TASK GOAL: Find and copy the lines in the records beneath this task that contain the word "UnknownTypeCode".

DATA RECORDS:
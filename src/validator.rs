use log::debug;

use crate::err::{GrammarError, GrammarResult};
use crate::scanner::{Scan, ScanContext};
use crate::settings::SignatureSettings;

/// Checks that `signature` is a sequence of zero or more well-formed single complete types,
/// using the D-Bus default limits.
///
/// The empty signature is valid. The first violation found in a left-to-right scan is reported.
pub fn validate(signature: impl AsRef<[u8]>) -> GrammarResult<()> {
    validate_with(signature, &SignatureSettings::default())
}

pub fn validate_with(signature: impl AsRef<[u8]>, settings: &SignatureSettings) -> GrammarResult<()> {
    let buf = signature.as_ref();
    let result = validate_bytes(buf, settings);

    match &result {
        Ok(()) => debug!("signature `{}` is valid", buf.escape_ascii()),
        Err(e) => debug!("signature `{}` is invalid: {e}", buf.escape_ascii()),
    }
    result
}

fn validate_bytes(buf: &[u8], settings: &SignatureSettings) -> GrammarResult<()> {
    if let Some(max) = settings.get_max_length() {
        if buf.len() > max {
            return Err(GrammarError::SignatureTooLong {
                len: buf.len(),
                max,
            });
        }
    }

    let mut scan = Scan::new(settings, ScanContext::TopLevel);
    let mut pos = 0;
    while let Some(end) = scan.next_end(buf, pos)? {
        pos = end;
    }
    Ok(())
}

/// Number of single complete types in an already-validated signature.
pub(crate) fn count_complete_types(buf: &[u8]) -> usize {
    let mut scan = Scan::unbounded(ScanContext::TopLevel);
    let mut pos = 0;
    let mut count = 0;
    while let Ok(Some(end)) = scan.next_end(buf, pos) {
        pos = end;
        count += 1;
    }
    count
}

#[cfg(test)]
mod tests {
    use super::*;
    use crate::err::{GrammarErrorKind, NestingKind};
    use crate::ensure_env_logger_initialized;
    use pretty_assertions::assert_eq;

    fn kind_of(sig: &str) -> GrammarErrorKind {
        validate(sig).expect_err(sig).kind()
    }

    #[test]
    fn test_accepts_well_formed_signatures() {
        ensure_env_logger_initialized();
        for sig in [
            "",
            "y",
            "q",
            "x",
            "t",
            "h",
            "sog",
            "v",
            "a{sv}",
            "a{iv}",
            "a{s(ia{sv})}",
            "(ii)",
            "((i)(s))",
            "aai",
            "aa{oa{sa{sv}}}",
            "a(sa{sv}as)",
            "ia{sv}(ii)v",
        ] {
            assert_eq!(validate(sig), Ok(()), "{sig}");
        }
    }

    #[test]
    fn test_rejects_unknown_type_codes() {
        assert_eq!(
            validate("iz"),
            Err(GrammarError::UnknownTypeCode {
                code: b'z',
                offset: 1
            })
        );
        // Reserved by the D-Bus specification, never valid in a signature.
        for sig in ["r", "e", "m", "*", "?", "@", "&", "^", " ", "\0"] {
            assert_eq!(kind_of(sig), GrammarErrorKind::UnknownTypeCode, "{sig:?}");
        }
    }

    #[test]
    fn test_rejects_empty_struct() {
        assert_eq!(validate("()"), Err(GrammarError::EmptyStruct { offset: 1 }));
        assert_eq!(kind_of("a(i())"), GrammarErrorKind::EmptyStruct);
    }

    #[test]
    fn test_rejects_dict_entry_outside_array() {
        assert_eq!(
            validate("{iv}"),
            Err(GrammarError::DictEntryOutsideArray { offset: 0 })
        );
        assert_eq!(kind_of("({sv})"), GrammarErrorKind::DictEntryOutsideArray);
        assert_eq!(kind_of("a{s{sv}}"), GrammarErrorKind::DictEntryOutsideArray);
    }

    #[test]
    fn test_rejects_non_basic_or_missing_dict_key() {
        assert_eq!(
            validate("a{vi}"),
            Err(GrammarError::InvalidDictKeyType { offset: 2 })
        );
        assert_eq!(kind_of("a{(i)s}"), GrammarErrorKind::InvalidDictKeyType);
        assert_eq!(kind_of("a{ais}"), GrammarErrorKind::InvalidDictKeyType);
        assert_eq!(kind_of("a{}"), GrammarErrorKind::InvalidDictKeyType);
    }

    #[test]
    fn test_rejects_wrong_dict_entry_arity() {
        assert_eq!(
            validate("a{s}"),
            Err(GrammarError::WrongDictEntryArity {
                found: 1,
                offset: 3
            })
        );
        assert_eq!(
            validate("a{sss}"),
            Err(GrammarError::WrongDictEntryArity {
                found: 3,
                offset: 4
            })
        );
        assert_eq!(kind_of("a{ssa{sv}}"), GrammarErrorKind::WrongDictEntryArity);
    }

    #[test]
    fn test_rejects_unbalanced_brackets() {
        assert_eq!(
            validate("("),
            Err(GrammarError::UnterminatedContainer { offset: 0 })
        );
        assert_eq!(
            validate(")"),
            Err(GrammarError::UnbalancedCloseBracket {
                bracket: b')',
                offset: 0
            })
        );
        assert_eq!(
            validate("i(s(i)"),
            Err(GrammarError::UnterminatedContainer { offset: 1 })
        );
        assert_eq!(kind_of("a{sv"), GrammarErrorKind::UnterminatedContainer);
        assert_eq!(kind_of("a{sv)"), GrammarErrorKind::UnbalancedCloseBracket);
        assert_eq!(kind_of("(i}"), GrammarErrorKind::UnbalancedCloseBracket);
        assert_eq!(kind_of("}"), GrammarErrorKind::UnbalancedCloseBracket);
    }

    #[test]
    fn test_rejects_dangling_array_markers() {
        assert_eq!(
            validate("ia"),
            Err(GrammarError::DanglingArrayMarker { offset: 1 })
        );
        assert_eq!(kind_of("aa"), GrammarErrorKind::DanglingArrayMarker);
        assert_eq!(kind_of("(a)"), GrammarErrorKind::DanglingArrayMarker);
        assert_eq!(kind_of("(ia"), GrammarErrorKind::DanglingArrayMarker);
        assert_eq!(kind_of("a}"), GrammarErrorKind::DanglingArrayMarker);
    }

    #[test]
    fn test_array_nesting_is_bounded_at_32() {
        let ok = format!("{}i", "a".repeat(32));
        let too_deep = format!("{}i", "a".repeat(33));

        assert_eq!(validate(&ok), Ok(()));
        assert_eq!(
            validate(&too_deep),
            Err(GrammarError::NestingTooDeep {
                kind: NestingKind::ArrayOrStruct,
                limit: 32,
                offset: 32
            })
        );
    }

    #[test]
    fn test_arrays_and_structs_share_a_bound() {
        let ok = format!("{}{}i{}", "a".repeat(16), "(".repeat(16), ")".repeat(16));
        let too_deep = format!("{}{}i{}", "a".repeat(16), "(".repeat(17), ")".repeat(17));

        assert_eq!(validate(&ok), Ok(()));
        assert_eq!(
            kind_of(&too_deep),
            GrammarErrorKind::NestingTooDeep(NestingKind::ArrayOrStruct)
        );
    }

    #[test]
    fn test_dict_entry_nesting_has_its_own_bound() {
        let settings = SignatureSettings::default()
            .max_dict_entry_depth(2)
            .max_length(None);

        assert_eq!(validate_with("a{sa{sv}}", &settings), Ok(()));
        assert_eq!(
            validate_with("a{sa{sa{sv}}}", &settings).map_err(|e| e.kind()),
            Err(GrammarErrorKind::NestingTooDeep(NestingKind::DictEntry))
        );
    }

    #[test]
    fn test_length_limit_is_configurable() {
        let long = "i".repeat(256);
        assert_eq!(
            validate(&long),
            Err(GrammarError::SignatureTooLong { len: 256, max: 255 })
        );
        assert_eq!(validate(&long[..255]), Ok(()));

        let settings = SignatureSettings::default().max_length(None);
        assert_eq!(validate_with(&long, &settings), Ok(()));
    }

    #[test]
    fn test_validation_is_idempotent() {
        for sig in ["a{sv}", "(a{", "a{vi}", ""] {
            assert_eq!(validate(sig), validate(sig));
        }
    }

    #[test]
    fn test_nul_byte_is_not_an_empty_signature() {
        // Rust strings carry their length; only "" is the empty signature.
        assert_eq!(validate(""), Ok(()));
        assert_eq!(
            validate(b"\0"),
            Err(GrammarError::UnknownTypeCode { code: 0, offset: 0 })
        );
        assert_eq!(
            validate(b"s\0"),
            Err(GrammarError::UnknownTypeCode { code: 0, offset: 1 })
        );
    }

    #[test]
    fn test_counts_complete_types() {
        assert_eq!(count_complete_types(b""), 0);
        assert_eq!(count_complete_types(b"a{sv}"), 1);
        assert_eq!(count_complete_types(b"ia{sv}(ii)v"), 4);
    }
}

EXERCISE RESPONSE:
            Err(GrammarError::UnknownTypeCode {
            assert_eq!(kind_of(sig), GrammarErrorKind::UnknownTypeCode, "{sig:?}");
            Err(GrammarError::UnknownTypeCode { code: 0, offset: 0 })
            Err(GrammarError::UnknownTypeCode { code: 0, offset: 1 })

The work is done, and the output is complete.